▸ Work to be completed
Within the entries underneath, how many lines include the string "ticker"? State only the number.

[Dataset entries]
########################################
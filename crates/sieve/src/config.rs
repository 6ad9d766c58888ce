//! Pipeline configuration.

use crate::error::{PipelineError, Result};
use crate::universe::UniverseFilter;
use serde::{Deserialize, Serialize};
use sieve_data::{ColumnSchema, NormalizeConfig};
use sieve_optimizer::OptimizerConfig;
use sieve_risk::{PerformanceConfig, RiskConfig};
use std::path::Path;

/// Default benchmark ticker.
pub const DEFAULT_BENCHMARK: &str = "SPY";

/// Settings for every pipeline stage.
///
/// Every field has a default, so a JSON file only needs the values it
/// changes:
///
/// ```json
/// {
///   "universe": { "sectors": ["Technology"], "min_market_cap_billions": 10 },
///   "normalize": { "max_missing_fraction": 0.3 },
///   "optimizer": { "objective": "min-risk", "max_holdings": 10 }
/// }
/// ```
#[derive(Debug, Clone, PartialEq, Serialize, Deserialize)]
#[serde(default)]
pub struct PipelineConfig {
    /// Universe filter
    pub universe: UniverseFilter,

    /// Column naming of the raw table
    pub schema: ColumnSchema,

    /// Missing-data policy
    pub normalize: NormalizeConfig,

    /// Covariance estimation
    pub risk: RiskConfig,

    /// Objective and constraints
    pub optimizer: OptimizerConfig,

    /// Backtest settings
    pub performance: PerformanceConfig,

    /// Benchmark ticker, looked up in the same dataset
    pub benchmark: String,
}

impl Default for PipelineConfig {
    fn default() -> Self {
        Self {
            universe: UniverseFilter::default(),
            schema: ColumnSchema::default(),
            normalize: NormalizeConfig::default(),
            risk: RiskConfig::default(),
            optimizer: OptimizerConfig::default(),
            performance: PerformanceConfig::default(),
            benchmark: DEFAULT_BENCHMARK.to_string(),
        }
    }
}

impl PipelineConfig {
    /// Parse a JSON configuration.
    pub fn from_json_str(text: &str) -> Result<Self> {
        let config: Self = serde_json::from_str(text)?;
        config.validate()?;
        Ok(config)
    }

    /// Read a JSON configuration file.
    pub fn from_json_file(path: &Path) -> Result<Self> {
        Self::from_json_str(&std::fs::read_to_string(path)?)
    }

    /// Serialize as pretty JSON.
    pub fn to_json(&self) -> Result<String> {
        Ok(serde_json::to_string_pretty(self)?)
    }

    /// Checks that do not depend on the data.
    pub fn validate(&self) -> Result<()> {
        if self.benchmark.trim().is_empty() {
            return Err(PipelineError::Config(
                "benchmark ticker must not be empty".to_string(),
            ));
        }
        if self.optimizer.periods_per_year != self.performance.periods_per_year {
            tracing::warn!(
                optimizer = self.optimizer.periods_per_year,
                performance = self.performance.periods_per_year,
                "Optimizer and backtest annualize with different period counts"
            );
        }
        Ok(())
    }
}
########################################
▸ Task response
3